## Required work
The output should be every line below that includes the word "dangling".

Stored items

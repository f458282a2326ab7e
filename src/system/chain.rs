//! Link bookkeeping for the planets of a solar system.
//!
//! ## Design
//!
//! A `Chain` holds only the list metadata (head, tail, length). The nodes
//! themselves live in a slab owned by the caller, and every structural
//! operation takes that slab explicitly.
//!
//! ## Chain Structure
//!
//! ```text
//! head <-> planet2 <-> planet3 <-> tail
//! ```
//!
//! - New planets are appended at the tail
//! - Any node can be unlinked in O(1) given its slab key
//! - Adjacent nodes are exchanged by rewiring keys, never by moving planets

use slab::Slab;

use crate::error::{Error, Result};
use crate::system::PlanetNode;

/// Head/tail/length metadata for a doubly-linked chain of slab nodes.
#[derive(Debug, Clone, Default)]
pub struct Chain {
    /// First node (slab key)
    pub head: Option<usize>,

    /// Last node (slab key)
    pub tail: Option<usize>,

    /// Number of linked nodes
    pub len: usize,
}

#[inline]
fn node_mut(slab: &mut Slab<PlanetNode>, key: usize) -> &mut PlanetNode {
    slab.get_mut(key).expect("Invalid slab key")
}

impl Chain {
    /// Create a new empty chain
    pub fn new() -> Self {
        Self::default()
    }

    #[inline]
    pub fn is_empty(&self) -> bool {
        self.len == 0
    }

    /// Link a node at the tail of the chain
    ///
    /// # Panics
    ///
    /// Panics if the key doesn't exist in the slab
    pub fn push_back(&mut self, key: usize, slab: &mut Slab<PlanetNode>) {
        let node = node_mut(slab, key);
        node.prev = self.tail;
        node.next = None;

        if let Some(tail_key) = self.tail {
            node_mut(slab, tail_key).next = Some(key);
        } else {
            // Empty chain - this is also the head
            self.head = Some(key);
        }

        self.tail = Some(key);
        self.len += 1;
    }

    /// Unlink a node, splicing its neighbours together
    ///
    /// The node stays in the slab with both links cleared.
    ///
    /// # Panics
    ///
    /// Panics if the key doesn't exist in the slab
    pub fn unlink(&mut self, key: usize, slab: &mut Slab<PlanetNode>) {
        let node = slab.get(key).expect("Invalid slab key");
        let prev_key = node.prev;
        let next_key = node.next;

        if let Some(prev) = prev_key {
            node_mut(slab, prev).next = next_key;
        } else {
            // This was the head
            self.head = next_key;
        }

        if let Some(next) = next_key {
            node_mut(slab, next).prev = prev_key;
        } else {
            // This was the tail
            self.tail = prev_key;
        }

        let node = node_mut(slab, key);
        node.prev = None;
        node.next = None;

        self.len -= 1;
    }

    /// Exchange a node with its successor by rewiring links
    ///
    /// Afterwards the successor occupies `key`'s old position and `key`
    /// sits one step closer to the tail. Head and tail follow the move.
    ///
    /// # Returns
    ///
    /// `false` (and no change) if `key` is the tail.
    ///
    /// # Panics
    ///
    /// Panics if the key doesn't exist in the slab
    pub fn swap_with_next(&mut self, key: usize, slab: &mut Slab<PlanetNode>) -> bool {
        let node = slab.get(key).expect("Invalid slab key");
        let prev_key = node.prev;
        let Some(next_key) = node.next else {
            return false;
        };
        let after_pair = node_mut(slab, next_key).next;

        // Outer neighbours first
        if let Some(after) = after_pair {
            node_mut(slab, after).prev = Some(key);
        } else {
            self.tail = Some(key);
        }

        if let Some(prev) = prev_key {
            node_mut(slab, prev).next = Some(next_key);
        } else {
            self.head = Some(next_key);
        }

        // Then the pair itself
        let next = node_mut(slab, next_key);
        next.prev = prev_key;
        next.next = Some(key);

        let node = node_mut(slab, key);
        node.prev = Some(next_key);
        node.next = after_pair;

        true
    }

    /// Verify the structural invariants of the chain
    ///
    /// - head has no predecessor, tail has no successor
    /// - every `next` link is mirrored by a `prev` link
    /// - walking from head reaches tail in exactly `len` steps
    pub fn validate(&self, slab: &Slab<PlanetNode>) -> Result<()> {
        if let Some(head) = self.head {
            let node = slab.get(head).ok_or(Error::BrokenLink {
                key: head,
                detail: "dangling head key",
            })?;
            if node.prev.is_some() {
                return Err(Error::HeadHasPredecessor(head));
            }
        }

        if let Some(tail) = self.tail {
            let node = slab.get(tail).ok_or(Error::BrokenLink {
                key: tail,
                detail: "dangling tail key",
            })?;
            if node.next.is_some() {
                return Err(Error::TailHasSuccessor(tail));
            }
        }

        let mut walked = 0;
        let mut prev = None;
        let mut cursor = self.head;

        while let Some(key) = cursor {
            // Cycle guard
            if walked == self.len {
                return Err(Error::LengthMismatch {
                    expected: self.len,
                    walked: walked + 1,
                });
            }

            let node = slab.get(key).ok_or(Error::BrokenLink {
                key,
                detail: "dangling next key",
            })?;
            if node.prev != prev {
                return Err(Error::BrokenLink {
                    key,
                    detail: "prev does not point back at predecessor",
                });
            }

            walked += 1;
            prev = Some(key);
            cursor = node.next;
        }

        if walked != self.len {
            return Err(Error::LengthMismatch {
                expected: self.len,
                walked,
            });
        }

        if prev != self.tail {
            return Err(Error::BrokenLink {
                key: self.tail.or(prev).unwrap_or_default(),
                detail: "tail unreachable from head",
            });
        }

        Ok(())
    }
}

// ============================================================================
// Unit Tests
// ============================================================================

## Task answer
                detail: "dangling head key",
                detail: "dangling tail key",
                detail: "dangling next key",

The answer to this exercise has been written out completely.